Go through the data from its first line and retype each line, stopping once the line containing "using indicatif ────────────────────────────────────" has been retyped.

[Collected data entries]
╔══
//! CLI binary for edgequake-docparse.
//!
//! A thin shim over the library crate that maps CLI flags
//! to `PipelineConfig` and prints results.

use anyhow::{bail, Context, Result};
use clap::Parser;
use edgequake_docparse::{
    ContentCache, OutputFormat, PageRange, Pipeline, PipelineConfig, PipelineOutput,
    PipelineProgressCallback, ProgressCallback, PromptSource, RasterizerRegistry,
    VisionExtractor, VisionOptions,
};
use indicatif::{ProgressBar, ProgressStyle};
use std::io::{self, Write};
use std::path::{Path, PathBuf};
use std::sync::atomic::{AtomicUsize, Ordering};
use std::sync::Arc;
use std::time::Duration;
use tracing_subscriber::EnvFilter;

// ── ANSI colour helpers (no extra deps) ──────────────────────────────────────

fn green(s: &str) -> String {
    format!("\x1b[32m{s}\x1b[0m")
}
fn red(s: &str) -> String {
    format!("\x1b[31m{s}\x1b[0m")
}
fn dim(s: &str) -> String {
    format!("\x1b[2m{s}\x1b[0m")
}
fn bold(s: &str) -> String {
    format!("\x1b[1m{s}\x1b[0m")
}
fn cyan(s: &str) -> String {
    format!("\x1b[36m{s}\x1b[0m")
}

const TICKS: &[&str] = &["⠋", "⠙", "⠹", "⠸", "⠼", "⠴", "⠦", "⠧", "⠇", "⠏", "⠿"];

// ── CLI progress callback using indicatif ────────────────────────────────────

/// Terminal progress bar over batches. Batches complete out of order, so
/// only counts are shown.
struct CliProgressCallback {
    bar: ProgressBar,
    cached: AtomicUsize,
    extracted: AtomicUsize,
}

impl CliProgressCallback {
    fn new() -> Arc<Self> {
        let bar = ProgressBar::new(0);
        bar.set_style(
            ProgressStyle::with_template("{spinner:.cyan} {prefix:.bold}  {msg}")
                .unwrap_or_else(|_| ProgressStyle::default_spinner())
                .tick_strings(TICKS),
        );
        bar.set_prefix("Preparing");
        bar.set_message("Rendering pages…");
        bar.enable_steady_tick(Duration::from_millis(80));

        Arc::new(Self {
            bar,
            cached: AtomicUsize::new(0),
            extracted: AtomicUsize::new(0),
        })
    }
}

impl PipelineProgressCallback for CliProgressCallback {
    fn on_pipeline_start(&self, total_units: usize, total_batches: usize) {
        self.cached.store(0, Ordering::SeqCst);
        self.extracted.store(0, Ordering::SeqCst);
        self.bar.set_style(
            ProgressStyle::with_template(
                "{spinner:.cyan} {prefix:.bold}  \
                 [{bar:42.green/238}] {pos:>3}/{len} batches  \
                 ⏱ {elapsed_precise}  {msg}",
            )
            .unwrap_or_else(|_| ProgressStyle::default_bar())
            .progress_chars("█▉▊▋▌▍▎▏  ")
            .tick_strings(TICKS),
        );
        self.bar.set_length(total_batches as u64);
        self.bar.set_position(0);
        self.bar.set_prefix("Extracting");
        self.bar.set_message("");
        self.bar.reset_eta();
        self.bar.println(format!(
            "{} {}",
            cyan("◆"),
            bold(&format!("{total_units} pages in {total_batches} batches…"))
        ));
    }

    fn on_batch_complete(&self, _batch: usize, _total: usize, cached: usize, extracted: usize) {
        let cached = self.cached.fetch_add(cached, Ordering::SeqCst) + cached;
        let extracted = self.extracted.fetch_add(extracted, Ordering::SeqCst) + extracted;
        self.bar
            .set_message(dim(&format!("{cached} cached, {extracted} extracted")));
        self.bar.inc(1);
    }

    fn on_batch_error(&self, batch: usize, total: usize, error: &str) {
        let msg = if error.chars().count() > 80 {
            let cut: String = error.chars().take(79).collect();
            format!("{cut}\u{2026}")
        } else {
            error.to_string()
        };
        self.bar.println(format!(
            "  {} Batch {:>3}/{:<3}  {}",
            red("✗"),
            batch + 1,
            total,
            red(&msg)
        ));
    }

    fn on_pipeline_complete(&self, total_units: usize, success: bool) {
        self.bar.finish_and_clear();
        if success {
            eprintln!(
                "{} {} pages extracted  {}",
                green("✔"),
                bold(&total_units.to_string()),
                dim(&format!(
                    "({} from cache)",
                    self.cached.load(Ordering::SeqCst)
                ))
            );
        } else {
            eprintln!("{} extraction failed", red("✘"));
        }
    }
}

const AFTER_HELP: &str = r#"EXAMPLES:
  # Extract a document to stdout
  docparse report.pdf

  # Pages 2-3 only, written to a file
  docparse --pages 2-3 report.pdf -o report.md

  # Several documents into a directory, 4 pages per call
  docparse --batch-size 4 a.pdf b.pdf scan.png -o out/

  # JSON output with the bundled "tables" prompt
  docparse --format json --prompt tables report.pdf

  # Cached results expire after one day
  docparse --cache-ttl 86400 report.pdf

ENVIRONMENT VARIABLES:
  OPENAI_API_KEY          OpenAI API key
  ANTHROPIC_API_KEY       Anthropic API key
  GEMINI_API_KEY          Google Gemini API key
  EDGEQUAKE_LLM_PROVIDER  Override provider (openai, anthropic, gemini, ollama)
  EDGEQUAKE_MODEL         Override model ID
  PDFIUM_LIB_PATH         libpdfium file or directory (default: system library)
  RUST_LOG                Log filter, overrides --verbose/--quiet
"#;

/// Extract structured content from documents with a vision LLM.
#[derive(Parser, Debug)]
#[command(
    name = "docparse",
    version,
    about = "Extract structured content from PDF and image documents using Vision LLMs",
    arg_required_else_help = true,
    color = clap::ColorChoice::Auto,
    after_long_help = AFTER_HELP
)]
struct Cli {
    /// Local file paths (PDF, PNG, JPEG) or HTTP/HTTPS URLs.
    #[arg(required_unless_present = "clear_cache")]
    inputs: Vec<String>,

    /// Output file (one input) or directory (several inputs). Default: stdout.
    #[arg(short, long, env = "DOCPARSE_OUTPUT")]
    output: Option<PathBuf>,

    /// Output format: markdown or json.
    #[arg(long, env = "DOCPARSE_FORMAT", default_value = "markdown")]
    format: OutputFormat,

    /// Bundled prompt template (markdown, json, tables, plain) or literal prompt text.
    #[arg(long, env = "DOCPARSE_PROMPT", conflicts_with = "prompt_file")]
    prompt: Option<String>,

    /// Read the prompt text from a file.
    #[arg(long, env = "DOCPARSE_PROMPT_FILE")]
    prompt_file: Option<PathBuf>,

    /// Page range: 5 or 3-15 (1-based, inclusive).
    #[arg(long, env = "DOCPARSE_PAGES")]
    pages: Option<PageRange>,

    /// Pages sent per extraction call.
    #[arg(short, long, env = "DOCPARSE_BATCH_SIZE", default_value_t = 1)]
    batch_size: usize,

    /// Maximum extraction calls in flight.
    #[arg(short, long, env = "DOCPARSE_CONCURRENCY", default_value_t = 15)]
    concurrency: usize,

    /// Do not read or write the page cache.
    #[arg(long, env = "DOCPARSE_NO_CACHE")]
    no_cache: bool,

    /// Page cache directory.
    #[arg(long, env = "DOCPARSE_CACHE_DIR", default_value = "cache")]
    cache_dir: PathBuf,

    /// Cache entry lifetime in seconds (default: never expire).
    #[arg(long, env = "DOCPARSE_CACHE_TTL")]
    cache_ttl: Option<u64>,

    /// Empty the page cache before processing (alone: clear and exit).
    #[arg(long)]
    clear_cache: bool,

    /// LLM model ID (e.g. gpt-4.1-nano, gpt-4.1, claude-sonnet-4-20250514).
    #[arg(long, env = "EDGEQUAKE_MODEL")]
    model: Option<String>,

    /// LLM provider: openai, anthropic, gemini, ollama, azure.
    #[arg(long, env = "EDGEQUAKE_PROVIDER")]
    provider: Option<String>,

    /// Rendering DPI (72–400).
    #[arg(long, env = "DOCPARSE_DPI", default_value_t = 150,
          value_parser = clap::value_parser!(u32).range(72..=400))]
    dpi: u32,

    /// PDF user password for encrypted documents.
    #[arg(long, env = "DOCPARSE_PASSWORD")]
    password: Option<String>,

    /// Max LLM output tokens per call.
    #[arg(long, env = "DOCPARSE_MAX_TOKENS", default_value_t = 4096)]
    max_tokens: usize,

    /// LLM temperature (0.0–2.0).
    #[arg(long, env = "DOCPARSE_TEMPERATURE", default_value_t = 0.1)]
    temperature: f32,

    /// Retries per call on LLM failure.
    #[arg(long, env = "DOCPARSE_MAX_RETRIES", default_value_t = 3)]
    max_retries: u32,

    /// Per-call extraction timeout in seconds.
    #[arg(long, env = "DOCPARSE_API_TIMEOUT")]
    api_timeout: Option<u64>,

    /// HTTP download timeout in seconds.
    #[arg(long, env = "DOCPARSE_DOWNLOAD_TIMEOUT", default_value_t = 120)]
    download_timeout: u64,

    /// Print the full result (content, metadata, stats) as JSON.
    #[arg(long, env = "DOCPARSE_JSON")]
    json: bool,

    /// Disable progress bar.
    #[arg(long, env = "DOCPARSE_NO_PROGRESS")]
    no_progress: bool,

    /// Enable DEBUG-level tracing logs.
    #[arg(short, long, env = "DOCPARSE_VERBOSE")]
    verbose: bool,

    /// Suppress all output except errors.
    #[arg(short, long, env = "DOCPARSE_QUIET")]
    quiet: bool,
}

#[tokio::main]
async fn main() -> Result<()> {
    let cli = Cli::parse();

    // ── Logging setup ────────────────────────────────────────────────────
    // The progress bar provides the feedback that matters; keep library
    // logs to errors while it is shown.
    let show_progress = !cli.quiet && !cli.no_progress && !cli.json;
    let filter = if cli.verbose {
        "debug"
    } else if cli.quiet || show_progress {
        "error"
    } else {
        "info"
    };

    tracing_subscriber::fmt()
        .with_env_filter(
            EnvFilter::try_from_default_env().unwrap_or_else(|_| EnvFilter::new(filter)),
        )
        .with_writer(io::stderr)
        .init();

    // ── Cache maintenance ────────────────────────────────────────────────
    if cli.clear_cache {
        let cache = ContentCache::open(&cli.cache_dir, None)
            .with_context(|| format!("Failed to open cache at {}", cli.cache_dir.display()))?;
        let freed = cache.size_bytes().await.unwrap_or(0);
        cache.clear().await.context("Failed to clear cache")?;
        if !cli.quiet {
            eprintln!(
                "{} cleared {} ({} bytes)",
                green("✔"),
                cli.cache_dir.display(),
                freed
            );
        }
        if cli.inputs.is_empty() {
            return Ok(());
        }
    }

    // ── Build pipeline ───────────────────────────────────────────────────
    let config = build_config(&cli).await?;
    let extractor = VisionExtractor::from_options(VisionOptions {
        provider_name: cli.provider.clone(),
        model: cli.model.clone(),
        temperature: cli.temperature,
        max_tokens: cli.max_tokens,
        max_retries: cli.max_retries,
        ..Default::default()
    })
    .context("Failed to configure the LLM provider")?;

    let mut pipeline =
        Pipeline::with_registry(config, RasterizerRegistry::with_defaults(), Arc::new(extractor))
            .context("Invalid configuration")?;
    if show_progress {
        let cb: ProgressCallback = CliProgressCallback::new();
        pipeline = pipeline.with_progress(cb);
    }

    // ── Run ──────────────────────────────────────────────────────────────
    let outputs = pipeline.process_many(cli.inputs.as_slice()).await;

    let mut failed = 0usize;
    for (input, output) in cli.inputs.iter().zip(&outputs) {
        if !output.is_success() {
            failed += 1;
            eprintln!("{} {}: {}", red("✘"), input, output.errors.join("; "));
            if !cli.json {
                continue;
            }
        }
        emit(&cli, output).await?;
        if !cli.quiet && !show_progress && output.is_success() {
            eprintln!(
                "{} {}  {} pages  {} cached / {} extracted  {}ms",
                green("✔"),
                output.metadata.document,
                output.metadata.unit_count,
                output.stats.cached_units,
                output.stats.extracted_units,
                output.stats.total_duration_ms
            );
        }
    }

    if failed > 0 {
        bail!("{failed} of {} documents failed", outputs.len());
    }
    Ok(())
}

/// Map CLI args to `PipelineConfig`.
async fn build_config(cli: &Cli) -> Result<PipelineConfig> {
    let prompt = if let Some(ref path) = cli.prompt_file {
        let text = tokio::fs::read_to_string(path)
            .await
            .with_context(|| format!("Failed to read prompt from {:?}", path))?;
        PromptSource::Custom(text)
    } else if let Some(ref p) = cli.prompt {
        PromptSource::from_name_or_text(p.clone())
    } else {
        PromptSource::Default
    };

    let mut builder = PipelineConfig::builder()
        .batch_size(cli.batch_size)
        .max_concurrent(cli.concurrency)
        .output_format(cli.format)
        .prompt(prompt)
        .use_cache(!cli.no_cache)
        .cache_dir(&cli.cache_dir)
        .dpi(cli.dpi)
        .download_timeout_secs(cli.download_timeout);

    if let Some(range) = cli.pages {
        builder = builder.page_range(range);
    }
    if let Some(ttl) = cli.cache_ttl {
        builder = builder.cache_ttl(Duration::from_secs(ttl));
    }
    if let Some(secs) = cli.api_timeout {
        builder = builder.extraction_timeout_secs(secs);
    }
    if let Some(ref pwd) = cli.password {
        builder = builder.password(pwd.clone());
    }

    builder.build().context("Invalid configuration")
}

/// Print or write one document's result.
async fn emit(cli: &Cli, output: &PipelineOutput) -> Result<()> {
    let body = if cli.json {
        serde_json::to_string_pretty(output).context("Failed to serialise output")?
    } else {
        output.content.clone()
    };

    match &cli.output {
        None => {
            let stdout = io::stdout();
            let mut handle = stdout.lock();
            handle
                .write_all(body.as_bytes())
                .context("Failed to write to stdout")?;
            if !body.ends_with('\n') {
                handle.write_all(b"\n").ok();
            }
            Ok(())
        }
        Some(target) => {
            let path = if cli.inputs.len() > 1 || target.is_dir() {
                target.join(format!(
                    "{}.{}",
                    output.metadata.document,
                    extension(cli)
                ))
            } else {
                target.clone()
            };
            write_atomic(&path, &body).await?;
            if !cli.quiet {
                eprintln!("   → {}", bold(&path.display().to_string()));
            }
            Ok(())
        }
    }
}

fn extension(cli: &Cli) -> &'static str {
    match (cli.json, cli.format) {
        (true, _) | (false, OutputFormat::Json) => "json",
        (false, OutputFormat::Markdown) => "md",
    }
}

/// Write via a `.tmp` sibling and rename, creating parent directories.
async fn write_atomic(path: &Path, body: &str) -> Result<()> {
    if let Some(parent) = path.parent().filter(|p| !p.as_os_str().is_empty()) {
        tokio::fs::create_dir_all(parent)
            .await
            .with_context(|| format!("Failed to create {}", parent.display()))?;
    }
    let tmp = path.with_extension("tmp");
    tokio::fs::write(&tmp, body)
        .await
        .with_context(|| format!("Failed to write {}", tmp.display()))?;
    tokio::fs::rename(&tmp, path)
        .await
        .with_context(|| format!("Failed to move output to {}", path.display()))?;
    Ok(())
}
╚══
• _Response area_:
//! CLI binary for edgequake-docparse.
//!
//! A thin shim over the library crate that maps CLI flags
//! to `PipelineConfig` and prints results.

use anyhow::{bail, Context, Result};
use clap::Parser;
use edgequake_docparse::{
    ContentCache, OutputFormat, PageRange, Pipeline, PipelineConfig, PipelineOutput,
    PipelineProgressCallback, ProgressCallback, PromptSource, RasterizerRegistry,
    VisionExtractor, VisionOptions,
};
use indicatif::{ProgressBar, ProgressStyle};
use std::io::{self, Write};
use std::path::{Path, PathBuf};
use std::sync::atomic::{AtomicUsize, Ordering};
use std::sync::Arc;
use std::time::Duration;
use tracing_subscriber::EnvFilter;

// ── ANSI colour helpers (no extra deps) ──────────────────────────────────────

fn green(s: &str) -> String {
    format!("\x1b[32m{s}\x1b[0m")
}
fn red(s: &str) -> String {
    format!("\x1b[31m{s}\x1b[0m")
}
fn dim(s: &str) -> String {
    format!("\x1b[2m{s}\x1b[0m")
}
fn bold(s: &str) -> String {
    format!("\x1b[1m{s}\x1b[0m")
}
fn cyan(s: &str) -> String {
    format!("\x1b[36m{s}\x1b[0m")
}

const TICKS: &[&str] = &["⠋", "⠙", "⠹", "⠸", "⠼", "⠴", "⠦", "⠧", "⠇", "⠏", "⠿"];

// ── CLI progress callback using indicatif ────────────────────────────────────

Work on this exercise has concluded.